Task prompt
Which lines below include "derive"? Copy them all.

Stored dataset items

****************

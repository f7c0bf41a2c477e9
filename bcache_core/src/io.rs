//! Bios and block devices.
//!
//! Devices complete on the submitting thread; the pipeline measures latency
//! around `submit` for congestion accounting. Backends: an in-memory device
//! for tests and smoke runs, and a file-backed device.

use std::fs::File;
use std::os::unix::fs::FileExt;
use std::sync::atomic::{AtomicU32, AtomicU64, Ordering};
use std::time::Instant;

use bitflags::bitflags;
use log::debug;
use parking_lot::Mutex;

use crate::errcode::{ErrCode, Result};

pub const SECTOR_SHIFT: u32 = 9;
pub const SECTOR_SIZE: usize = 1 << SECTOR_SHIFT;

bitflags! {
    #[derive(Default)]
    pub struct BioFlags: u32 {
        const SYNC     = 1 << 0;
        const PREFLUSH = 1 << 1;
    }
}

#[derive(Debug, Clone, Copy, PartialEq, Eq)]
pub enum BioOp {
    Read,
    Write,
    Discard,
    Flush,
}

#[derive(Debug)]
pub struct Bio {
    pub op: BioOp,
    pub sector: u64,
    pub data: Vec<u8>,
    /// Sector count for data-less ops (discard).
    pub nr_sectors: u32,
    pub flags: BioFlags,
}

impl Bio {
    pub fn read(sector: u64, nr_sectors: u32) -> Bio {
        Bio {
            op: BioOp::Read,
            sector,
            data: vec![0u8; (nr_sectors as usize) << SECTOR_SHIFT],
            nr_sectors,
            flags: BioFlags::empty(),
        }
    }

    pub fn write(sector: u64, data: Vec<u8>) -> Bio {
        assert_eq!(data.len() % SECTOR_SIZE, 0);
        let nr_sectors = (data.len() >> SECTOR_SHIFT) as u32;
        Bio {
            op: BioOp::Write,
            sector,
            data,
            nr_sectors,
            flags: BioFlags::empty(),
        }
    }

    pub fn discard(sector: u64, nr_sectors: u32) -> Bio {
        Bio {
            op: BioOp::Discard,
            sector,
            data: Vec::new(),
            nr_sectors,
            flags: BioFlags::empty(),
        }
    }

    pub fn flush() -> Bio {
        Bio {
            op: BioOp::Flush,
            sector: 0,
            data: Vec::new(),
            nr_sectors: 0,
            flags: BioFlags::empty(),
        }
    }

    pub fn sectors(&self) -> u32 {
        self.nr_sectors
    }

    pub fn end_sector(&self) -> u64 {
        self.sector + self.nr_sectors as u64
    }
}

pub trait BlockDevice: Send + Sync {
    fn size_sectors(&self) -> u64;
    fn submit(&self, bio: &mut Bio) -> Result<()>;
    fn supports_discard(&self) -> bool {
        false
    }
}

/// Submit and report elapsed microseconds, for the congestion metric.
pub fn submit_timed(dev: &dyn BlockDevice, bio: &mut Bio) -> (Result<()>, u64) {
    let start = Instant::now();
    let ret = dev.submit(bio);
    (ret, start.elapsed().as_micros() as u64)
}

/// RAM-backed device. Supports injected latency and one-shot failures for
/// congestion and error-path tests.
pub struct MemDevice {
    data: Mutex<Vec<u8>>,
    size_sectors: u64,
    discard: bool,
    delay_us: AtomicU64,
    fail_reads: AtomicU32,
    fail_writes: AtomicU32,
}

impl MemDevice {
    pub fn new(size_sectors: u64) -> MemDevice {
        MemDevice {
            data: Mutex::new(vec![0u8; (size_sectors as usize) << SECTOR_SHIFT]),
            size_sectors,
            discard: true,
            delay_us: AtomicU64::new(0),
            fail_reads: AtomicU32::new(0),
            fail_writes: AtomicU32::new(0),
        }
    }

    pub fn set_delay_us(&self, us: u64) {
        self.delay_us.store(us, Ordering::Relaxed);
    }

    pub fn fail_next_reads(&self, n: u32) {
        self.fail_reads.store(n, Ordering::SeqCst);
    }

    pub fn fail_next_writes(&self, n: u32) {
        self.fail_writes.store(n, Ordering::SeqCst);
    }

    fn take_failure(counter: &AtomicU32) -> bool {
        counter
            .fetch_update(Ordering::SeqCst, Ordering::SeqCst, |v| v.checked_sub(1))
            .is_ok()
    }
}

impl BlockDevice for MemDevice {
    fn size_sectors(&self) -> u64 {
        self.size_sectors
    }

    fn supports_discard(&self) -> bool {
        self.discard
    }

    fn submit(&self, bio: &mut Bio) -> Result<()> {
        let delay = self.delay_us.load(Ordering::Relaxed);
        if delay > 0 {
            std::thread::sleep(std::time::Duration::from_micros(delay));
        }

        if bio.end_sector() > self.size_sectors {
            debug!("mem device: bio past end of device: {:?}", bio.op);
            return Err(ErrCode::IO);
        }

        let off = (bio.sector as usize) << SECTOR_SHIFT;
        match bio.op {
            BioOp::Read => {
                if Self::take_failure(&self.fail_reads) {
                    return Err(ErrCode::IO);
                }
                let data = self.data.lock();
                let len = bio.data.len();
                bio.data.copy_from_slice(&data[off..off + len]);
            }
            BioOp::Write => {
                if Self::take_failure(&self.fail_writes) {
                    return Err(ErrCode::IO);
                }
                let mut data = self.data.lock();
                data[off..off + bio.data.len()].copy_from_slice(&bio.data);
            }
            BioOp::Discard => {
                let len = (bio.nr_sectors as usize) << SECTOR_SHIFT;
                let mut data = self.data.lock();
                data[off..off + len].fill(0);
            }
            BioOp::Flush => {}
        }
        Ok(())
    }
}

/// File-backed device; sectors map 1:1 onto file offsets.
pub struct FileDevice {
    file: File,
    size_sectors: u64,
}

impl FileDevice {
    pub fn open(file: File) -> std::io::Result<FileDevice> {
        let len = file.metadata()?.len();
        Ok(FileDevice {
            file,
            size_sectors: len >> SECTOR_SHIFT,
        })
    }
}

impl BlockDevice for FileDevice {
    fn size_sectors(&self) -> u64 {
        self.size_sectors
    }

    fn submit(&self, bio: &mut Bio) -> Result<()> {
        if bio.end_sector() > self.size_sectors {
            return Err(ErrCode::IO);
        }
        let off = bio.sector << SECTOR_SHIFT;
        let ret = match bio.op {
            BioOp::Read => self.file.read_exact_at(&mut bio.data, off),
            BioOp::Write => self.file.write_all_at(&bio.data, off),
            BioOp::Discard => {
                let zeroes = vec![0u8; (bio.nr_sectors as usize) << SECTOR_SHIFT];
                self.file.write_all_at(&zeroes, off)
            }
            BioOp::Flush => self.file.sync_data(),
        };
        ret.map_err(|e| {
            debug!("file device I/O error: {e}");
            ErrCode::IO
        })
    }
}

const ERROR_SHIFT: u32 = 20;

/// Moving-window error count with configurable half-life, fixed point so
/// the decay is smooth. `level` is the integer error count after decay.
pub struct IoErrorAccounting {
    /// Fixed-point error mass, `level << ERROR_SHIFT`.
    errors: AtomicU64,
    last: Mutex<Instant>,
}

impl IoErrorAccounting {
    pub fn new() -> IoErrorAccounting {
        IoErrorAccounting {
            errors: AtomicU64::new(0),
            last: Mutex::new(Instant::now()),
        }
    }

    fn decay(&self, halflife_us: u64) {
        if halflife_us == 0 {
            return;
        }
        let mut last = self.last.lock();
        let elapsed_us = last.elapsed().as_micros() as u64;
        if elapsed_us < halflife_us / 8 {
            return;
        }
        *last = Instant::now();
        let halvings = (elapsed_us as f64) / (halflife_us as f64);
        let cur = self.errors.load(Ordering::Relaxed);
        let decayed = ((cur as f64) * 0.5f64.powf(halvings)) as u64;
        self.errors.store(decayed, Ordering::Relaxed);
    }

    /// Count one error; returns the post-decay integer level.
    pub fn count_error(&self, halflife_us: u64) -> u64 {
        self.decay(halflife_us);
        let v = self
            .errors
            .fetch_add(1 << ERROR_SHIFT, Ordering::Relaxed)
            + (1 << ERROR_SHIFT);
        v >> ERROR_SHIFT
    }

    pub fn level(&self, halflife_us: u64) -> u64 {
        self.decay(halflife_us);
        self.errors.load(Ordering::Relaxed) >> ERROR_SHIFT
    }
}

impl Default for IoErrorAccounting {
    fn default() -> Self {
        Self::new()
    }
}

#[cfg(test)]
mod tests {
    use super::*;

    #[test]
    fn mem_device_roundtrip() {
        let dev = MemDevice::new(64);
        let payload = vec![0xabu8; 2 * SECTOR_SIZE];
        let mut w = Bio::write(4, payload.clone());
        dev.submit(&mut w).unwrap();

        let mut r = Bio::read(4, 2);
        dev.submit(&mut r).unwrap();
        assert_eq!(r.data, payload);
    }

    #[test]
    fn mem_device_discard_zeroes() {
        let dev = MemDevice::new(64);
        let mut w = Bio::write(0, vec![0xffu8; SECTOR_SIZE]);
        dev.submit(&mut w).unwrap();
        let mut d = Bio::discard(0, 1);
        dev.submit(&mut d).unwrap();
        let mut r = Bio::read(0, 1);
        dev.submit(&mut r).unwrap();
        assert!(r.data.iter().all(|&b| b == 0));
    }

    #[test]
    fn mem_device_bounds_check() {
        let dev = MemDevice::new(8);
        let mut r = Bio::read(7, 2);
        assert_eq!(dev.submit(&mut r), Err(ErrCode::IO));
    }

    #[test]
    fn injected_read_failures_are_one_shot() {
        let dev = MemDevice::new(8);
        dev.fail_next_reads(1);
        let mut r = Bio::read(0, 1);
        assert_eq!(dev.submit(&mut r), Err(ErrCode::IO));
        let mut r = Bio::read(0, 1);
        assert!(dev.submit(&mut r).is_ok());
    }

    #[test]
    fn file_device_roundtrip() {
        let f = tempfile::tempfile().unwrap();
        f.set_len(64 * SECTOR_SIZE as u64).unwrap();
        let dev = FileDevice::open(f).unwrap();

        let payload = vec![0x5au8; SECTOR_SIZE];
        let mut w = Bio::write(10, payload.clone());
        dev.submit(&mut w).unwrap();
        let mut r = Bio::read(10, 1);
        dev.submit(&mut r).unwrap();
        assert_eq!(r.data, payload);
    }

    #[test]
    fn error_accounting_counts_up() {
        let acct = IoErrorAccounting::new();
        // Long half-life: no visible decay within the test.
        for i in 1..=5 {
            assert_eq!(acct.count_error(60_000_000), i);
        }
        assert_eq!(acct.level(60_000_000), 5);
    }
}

****************

Response
    #[derive(Default)]
#[derive(Debug, Clone, Copy, PartialEq, Eq)]
#[derive(Debug)]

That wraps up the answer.